Records for this task Start Marker

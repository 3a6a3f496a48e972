use std::{path::PathBuf, sync::Arc};

use gamepack_common::BundlerOptions;
use gamepack_engine::{BundleOutput, Bundler, InputOptions};
use gamepack_error::BuildResult;
use gamepack_fs::{FileSystem, OsFileSystem};
use tracing::{info, warn};

use crate::{
  config::{
    discovery::{ConfigDiscovery, FsConfigDiscovery},
    get_config::{get_config as resolve_config, LoadConfigOutput},
    package_loader::{FsPackageLoader, PackageLoader},
  },
  output_options::build_output_options,
  stages::build_stages,
};

/// Resolves the configuration of a game and bundles it.
///
/// ```ignore
/// let output = GameBundler::new()?.bundle(BundlerOptions::default()).await?;
/// ```
pub struct GameBundler {
  fs: Arc<dyn FileSystem>,
  discovery: Arc<dyn ConfigDiscovery>,
  package_loader: Arc<dyn PackageLoader>,
  /// Base for relative config locations, defaults to the process working directory.
  cwd: PathBuf,
}

impl GameBundler {
  /// Fails when the process working directory can not be read.
  pub fn new() -> BuildResult<Self> {
    let cwd = std::env::current_dir()
      .map_err(|err| anyhow::anyhow!("Could not read the current working directory: {err}"))?;
    Ok(Self::with_file_system(Arc::new(OsFileSystem), cwd))
  }

  pub fn with_file_system(fs: Arc<dyn FileSystem>, cwd: PathBuf) -> Self {
    Self {
      discovery: Arc::new(FsConfigDiscovery::new(Arc::clone(&fs))),
      package_loader: Arc::new(FsPackageLoader::new(Arc::clone(&fs))),
      fs,
      cwd,
    }
  }

  #[must_use]
  pub fn with_config_discovery(mut self, discovery: Arc<dyn ConfigDiscovery>) -> Self {
    self.discovery = discovery;
    self
  }

  #[must_use]
  pub fn with_package_loader(mut self, package_loader: Arc<dyn PackageLoader>) -> Self {
    self.package_loader = package_loader;
    self
  }

  pub fn get_config(&self, options: BundlerOptions) -> BuildResult<LoadConfigOutput> {
    resolve_config(self.discovery.as_ref(), self.package_loader.as_ref(), options, &self.cwd)
  }

  /// Writes exactly one file, `config.bundler.output.file`.
  pub async fn bundle(&self, options: BundlerOptions) -> BuildResult<BundleOutput> {
    let LoadConfigOutput { config, config_location, mut warnings } = self.get_config(options)?;
    let plugins = build_stages(&config, &config_location)?;

    let bundler = Bundler::with_file_system(
      InputOptions { input: config.bundler.input.file.clone(), cwd: config_location, plugins },
      Arc::clone(&self.fs),
    );
    let build = bundler.build().await?;

    let output_options = build_output_options(&config)?;
    let output = build.write(&output_options)?;

    warnings.extend(output.warnings);
    for warning in &warnings {
      warn!("{warning}");
    }
    info!("Created a game bundle for '{}' at {}", config.game.name, output_options.file.display());

    Ok(BundleOutput { assets: output.assets, warnings })
  }
}

/// [`GameBundler::bundle`] on the OS file system.
pub async fn bundle(options: BundlerOptions) -> BuildResult<BundleOutput> {
  GameBundler::new()?.bundle(options).await
}

/// [`GameBundler::get_config`] on the OS file system.
pub fn get_config(options: BundlerOptions) -> BuildResult<LoadConfigOutput> {
  GameBundler::new()?.get_config(options)
}

#[test]
fn test_new_uses_the_process_working_directory() {
  let bundler = GameBundler::new().unwrap();
  assert_eq!(bundler.cwd, std::env::current_dir().unwrap());
}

Records for this task End Marker

Instructions to follow »
Make an exact copy of the material above.

Answer area »
repository 3a6a3f496a48e972
use std::{path::PathBuf, sync::Arc};

use gamepack_common::BundlerOptions;
use gamepack_engine::{BundleOutput, Bundler, InputOptions};
use gamepack_error::BuildResult;
use gamepack_fs::{FileSystem, OsFileSystem};
use tracing::{info, warn};

use crate::{
  config::{
    discovery::{ConfigDiscovery, FsConfigDiscovery},
    get_config::{get_config as resolve_config, LoadConfigOutput},
    package_loader::{FsPackageLoader, PackageLoader},
  },
  output_options::build_output_options,
  stages::build_stages,
};

/// Resolves the configuration of a game and bundles it.
///
/// ```ignore
/// let output = GameBundler::new()?.bundle(BundlerOptions::default()).await?;
/// ```
pub struct GameBundler {
  fs: Arc<dyn FileSystem>,
  discovery: Arc<dyn ConfigDiscovery>,
  package_loader: Arc<dyn PackageLoader>,
  /// Base for relative config locations, defaults to the process working directory.
  cwd: PathBuf,
}

impl GameBundler {
  /// Fails when the process working directory can not be read.
  pub fn new() -> BuildResult<Self> {
    let cwd = std::env::current_dir()
      .map_err(|err| anyhow::anyhow!("Could not read the current working directory: {err}"))?;
    Ok(Self::with_file_system(Arc::new(OsFileSystem), cwd))
  }

  pub fn with_file_system(fs: Arc<dyn FileSystem>, cwd: PathBuf) -> Self {
    Self {
      discovery: Arc::new(FsConfigDiscovery::new(Arc::clone(&fs))),
      package_loader: Arc::new(FsPackageLoader::new(Arc::clone(&fs))),
      fs,
      cwd,
    }
  }

  #[must_use]
  pub fn with_config_discovery(mut self, discovery: Arc<dyn ConfigDiscovery>) -> Self {
    self.discovery = discovery;
    self
  }

  #[must_use]
  pub fn with_package_loader(mut self, package_loader: Arc<dyn PackageLoader>) -> Self {
    self.package_loader = package_loader;
    self
  }

  pub fn get_config(&self, options: BundlerOptions) -> BuildResult<LoadConfigOutput> {
    resolve_config(self.discovery.as_ref(), self.package_loader.as_ref(), options, &self.cwd)
  }

  /// Writes exactly one file, `config.bundler.output.file`.
  pub async fn bundle(&self, options: BundlerOptions) -> BuildResult<BundleOutput> {
    let LoadConfigOutput { config, config_location, mut warnings } = self.get_config(options)?;
    let plugins = build_stages(&config, &config_location)?;

    let bundler = Bundler::with_file_system(
      InputOptions { input: config.bundler.input.file.clone(), cwd: config_location, plugins },
      Arc::clone(&self.fs),
    );
    let build = bundler.build().await?;

    let output_options = build_output_options(&config)?;
    let output = build.write(&output_options)?;

    warnings.extend(output.warnings);
    for warning in &warnings {
      warn!("{warning}");
    }
    info!("Created a game bundle for '{}' at {}", config.game.name, output_options.file.display());

    Ok(BundleOutput { assets: output.assets, warnings })
  }
}

/// [`GameBundler::bundle`] on the OS file system.
pub async fn bundle(options: BundlerOptions) -> BuildResult<BundleOutput> {
  GameBundler::new()?.bundle(options).await
}

/// [`GameBundler::get_config`] on the OS file system.
pub fn get_config(options: BundlerOptions) -> BuildResult<LoadConfigOutput> {
  GameBundler::new()?.get_config(options)
}

#[test]
fn test_new_uses_the_process_working_directory() {
  let bundler = GameBundler::new().unwrap();
  assert_eq!(bundler.cwd, std::env::current_dir().unwrap());
}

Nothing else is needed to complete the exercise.